INSTRUCTIONS TO FOLLOW:
When the string "PlayHistory" is part of a line below, that line should be copied.

MATERIAL PROVIDED:

use std::fmt;

use chrono::{DateTime, Utc};
use serde::{Deserialize, Serialize};
use tabled::Tabled;

/// Access credentials owned by the token store.
///
/// An absent access token means "not authenticated"; in that case no pair
/// exists at all.
#[derive(Debug, Clone, PartialEq, Eq)]
pub struct TokenPair {
    pub access_token: String,
    pub refresh_token: Option<String>,
    pub expires_at: DateTime<Utc>,
}

/// PKCE values for one authorization attempt.
#[derive(Debug, Clone)]
pub struct PkceChallenge {
    pub code_verifier: String,
    pub code_challenge: String,
}

/// Body of a successful token endpoint response.
#[derive(Debug, Clone, Deserialize)]
pub struct TokenResponse {
    pub access_token: String,
    pub expires_in: i64,
    #[serde(default)]
    pub refresh_token: Option<String>,
    #[serde(default)]
    pub scope: Option<String>,
}

/// Query parameters delivered to the redirect target.
#[derive(Debug, Clone, Default, Deserialize)]
pub struct CallbackParams {
    pub code: Option<String>,
    pub error: Option<String>,
}

#[derive(Debug, Clone, PartialEq, Eq, Serialize, Deserialize)]
pub struct Image {
    pub url: String,
    #[serde(default)]
    pub height: Option<u32>,
    #[serde(default)]
    pub width: Option<u32>,
}

#[derive(Debug, Clone, Serialize, Deserialize)]
pub struct RawArtist {
    #[serde(default)]
    pub id: Option<String>,
    pub name: String,
}

/// The album object embedded in a full track.
///
/// Local files report a `null` id and href.
#[derive(Debug, Clone, Serialize, Deserialize)]
pub struct TrackAlbum {
    #[serde(default)]
    pub id: Option<String>,
    pub name: String,
    #[serde(default)]
    pub images: Vec<Image>,
    #[serde(default)]
    pub href: Option<String>,
}

#[derive(Debug, Clone, Serialize, Deserialize)]
pub struct RawTrack {
    /// `None` for tracks played from local files.
    #[serde(default)]
    pub id: Option<String>,
    pub name: String,
    #[serde(default)]
    pub artists: Vec<RawArtist>,
    pub duration_ms: u64,
    pub album: TrackAlbum,
    #[serde(default)]
    pub is_local: bool,
}

impl RawTrack {
    /// Spotify id of a streamable track; local files have none.
    pub fn catalog_id(&self) -> Option<&str> {
        if self.is_local {
            return None;
        }
        self.id.as_deref().filter(|id| !id.is_empty())
    }
}

/// A track as listed inside an album, which carries no album object.
#[derive(Debug, Clone, Serialize, Deserialize)]
pub struct SimplifiedTrack {
    pub id: String,
    pub name: String,
    #[serde(default)]
    pub artists: Vec<RawArtist>,
    pub duration_ms: u64,
}

impl SimplifiedTrack {
    /// Completes the track with the album it was listed under.
    pub fn with_album(&self, album: TrackAlbum) -> RawTrack {
        RawTrack {
            id: Some(self.id.clone()),
            name: self.name.clone(),
            artists: self.artists.clone(),
            duration_ms: self.duration_ms,
            album,
            is_local: false,
        }
    }
}

#[derive(Debug, Clone, Serialize, Deserialize)]
pub struct Page<T> {
    #[serde(default = "Vec::new")]
    pub items: Vec<T>,
}

#[derive(Debug, Clone, Serialize, Deserialize)]
pub struct RawAlbum {
    pub id: String,
    pub name: String,
    #[serde(default)]
    pub artists: Vec<RawArtist>,
    #[serde(default)]
    pub images: Vec<Image>,
    #[serde(default)]
    pub release_date: Option<String>,
    #[serde(default)]
    pub release_date_precision: Option<String>,
    #[serde(default)]
    pub href: Option<String>,
    pub tracks: Page<SimplifiedTrack>,
}

/// Album as returned by search: no track listing.
#[derive(Debug, Clone, Serialize, Deserialize)]
pub struct SimplifiedAlbum {
    pub id: String,
    pub name: String,
    #[serde(default)]
    pub artists: Vec<RawArtist>,
    #[serde(default)]
    pub images: Vec<Image>,
    #[serde(default)]
    pub href: Option<String>,
}

/// Episodes are never logged, so nothing of them is required.
#[derive(Debug, Clone, Default, Serialize, Deserialize)]
pub struct RawEpisode {
    #[serde(default)]
    pub id: Option<String>,
    #[serde(default)]
    pub name: Option<String>,
    #[serde(default)]
    pub duration_ms: Option<u64>,
}

/// The item of a playback state, tagged by Spotify's `type` field.
///
/// Decoding happens at the API client boundary, so the normalizer always
/// receives a known variant.
#[derive(Debug, Clone, Serialize, Deserialize)]
#[serde(tag = "type", rename_all = "lowercase")]
pub enum PlayingItem {
    Track(RawTrack),
    Album(RawAlbum),
    Episode(RawEpisode),
}

impl PlayingItem {
    pub fn kind(&self) -> &'static str {
        match self {
            PlayingItem::Track(_) => "track",
            PlayingItem::Album(_) => "album",
            PlayingItem::Episode(_) => "episode",
        }
    }
}

#[derive(Debug, Clone, Serialize, Deserialize)]
pub struct PlaybackState {
    #[serde(default)]
    pub progress_ms: Option<u64>,
    #[serde(default)]
    pub is_playing: bool,
    #[serde(default)]
    pub item: Option<PlayingItem>,
}

#[derive(Debug, Clone, Serialize, Deserialize)]
pub struct PlayHistory {
    pub track: RawTrack,
    #[serde(default)]
    pub played_at: Option<String>,
}

pub type RecentlyPlayedPage = Page<PlayHistory>;

#[derive(Debug, Clone, Serialize, Deserialize)]
pub struct SearchArtist {
    pub id: String,
    pub name: String,
    #[serde(default)]
    pub images: Vec<Image>,
    #[serde(default)]
    pub href: Option<String>,
}

#[derive(Debug, Clone, Serialize, Deserialize)]
pub struct PlaylistOwner {
    #[serde(default)]
    pub display_name: Option<String>,
}

#[derive(Debug, Clone, Serialize, Deserialize)]
pub struct SearchPlaylist {
    pub id: String,
    pub name: String,
    #[serde(default)]
    pub images: Option<Vec<Image>>,
    #[serde(default)]
    pub href: Option<String>,
    #[serde(default)]
    pub owner: Option<PlaylistOwner>,
}

#[derive(Debug, Clone, Default, Serialize, Deserialize)]
pub struct SearchResponse {
    #[serde(default)]
    pub tracks: Option<Page<RawTrack>>,
    #[serde(default)]
    pub albums: Option<Page<SimplifiedAlbum>>,
    #[serde(default)]
    pub artists: Option<Page<SearchArtist>>,
    // Spotify pads playlist results with nulls.
    #[serde(default)]
    pub playlists: Option<Page<Option<SearchPlaylist>>>,
}

/// What the user asked to log or search for.
#[derive(Debug, Clone, Copy, PartialEq, Eq, clap::ValueEnum)]
pub enum PlayingType {
    Track,
    Album,
    Artist,
    Playlist,
}

impl PlayingType {
    /// Lower-case name as used in Spotify query parameters.
    pub fn as_str(&self) -> &'static str {
        match self {
            PlayingType::Track => "track",
            PlayingType::Album => "album",
            PlayingType::Artist => "artist",
            PlayingType::Playlist => "playlist",
        }
    }
}

impl fmt::Display for PlayingType {
    fn fmt(&self, f: &mut fmt::Formatter<'_>) -> fmt::Result {
        f.write_str(self.as_str())
    }
}

#[derive(Debug, Clone, Copy, PartialEq, Eq, Serialize, Deserialize)]
pub enum RecordKind {
    Track,
    Album,
}

impl fmt::Display for RecordKind {
    fn fmt(&self, f: &mut fmt::Formatter<'_>) -> fmt::Result {
        match self {
            RecordKind::Track => f.write_str("Track"),
            RecordKind::Album => f.write_str("Album"),
        }
    }
}

/// Display-ready track or album.
///
/// `artists` is always a single joined string; `duration` and `progress`
/// are `mm:ss` renderings of millisecond values.
#[derive(Debug, Clone, PartialEq, Serialize, Deserialize)]
pub struct FormattedRecord {
    pub kind: RecordKind,
    pub id: String,
    pub name: String,
    pub artists: String,
    pub image: Option<Image>,
    pub duration: String,
    #[serde(default, skip_serializing_if = "Option::is_none")]
    pub album: Option<String>,
    #[serde(default, skip_serializing_if = "Option::is_none")]
    pub album_id: Option<String>,
    #[serde(default, skip_serializing_if = "Option::is_none")]
    pub progress: Option<String>,
    #[serde(default, skip_serializing_if = "Vec::is_empty")]
    pub tracks: Vec<FormattedRecord>,
    #[serde(default, skip_serializing_if = "Option::is_none")]
    pub release_date: Option<String>,
    #[serde(default, skip_serializing_if = "Option::is_none")]
    pub release_date_precision: Option<String>,
}

/// Compact search hit; carries no track listing or duration.
#[derive(Debug, Clone, PartialEq, Serialize, Deserialize)]
pub struct MinimalItem {
    pub kind: String,
    pub id: String,
    pub name: String,
    pub artists: String,
    pub image: Option<Image>,
    pub href: Option<String>,
}

/// Value of one frontmatter key.
#[derive(Debug, Clone, PartialEq, Eq)]
pub enum FrontmatterValue {
    Text(String),
    List(Vec<String>),
}

/// Ordered frontmatter of a note.
#[derive(Debug, Clone, Default, PartialEq, Eq)]
pub struct Frontmatter {
    entries: Vec<(String, FrontmatterValue)>,
}

impl Frontmatter {
    pub fn new() -> Self {
        Self::default()
    }

    pub fn set(&mut self, key: &str, value: FrontmatterValue) -> &mut Self {
        match self.entries.iter_mut().find(|(k, _)| k == key) {
            Some((_, v)) => *v = value,
            None => self.entries.push((key.to_string(), value)),
        }
        self
    }

    pub fn set_text(&mut self, key: &str, value: impl Into<String>) -> &mut Self {
        self.set(key, FrontmatterValue::Text(value.into()))
    }

    pub fn get(&self, key: &str) -> Option<&FrontmatterValue> {
        self.entries.iter().find(|(k, _)| k == key).map(|(_, v)| v)
    }

    /// Adds `item` to the list under `key` unless already present.
    ///
    /// A text value under `key` is promoted to a one-element list first.
    /// Returns whether `item` was added.
    pub fn push_unique(&mut self, key: &str, item: &str) -> bool {
        let Some(index) = self.entries.iter().position(|(k, _)| k == key) else {
            self.entries
                .push((key.to_string(), FrontmatterValue::List(vec![item.to_string()])));
            return true;
        };

        let value = &mut self.entries[index].1;
        if let FrontmatterValue::Text(existing) = value {
            let existing = std::mem::take(existing);
            *value = FrontmatterValue::List(vec![existing]);
        }

        let FrontmatterValue::List(items) = value else {
            return false;
        };
        if items.iter().any(|i| i == item) {
            return false;
        }
        items.push(item.to_string());
        true
    }

    pub fn iter(&self) -> impl Iterator<Item = (&str, &FrontmatterValue)> {
        self.entries.iter().map(|(k, v)| (k.as_str(), v))
    }

    pub fn is_empty(&self) -> bool {
        self.entries.is_empty()
    }
}

/// A stored note as seen by the core: its identifier and parsed parts.
#[derive(Debug, Clone, PartialEq, Eq)]
pub struct NoteReference {
    pub id: String,
    pub frontmatter: Frontmatter,
    pub content: String,
}

#[derive(Tabled)]
pub struct RecentTableRow {
    #[tabled(rename = "#")]
    pub index: usize,
    pub name: String,
    pub artists: String,
    pub album: String,
    pub duration: String,
}

#[derive(Tabled)]
pub struct SearchTableRow {
    pub name: String,
    pub artists: String,
    pub id: String,
}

ANSWER TO THIS PROBLEM:
pub struct PlayHistory {
pub type RecentlyPlayedPage = Page<PlayHistory>;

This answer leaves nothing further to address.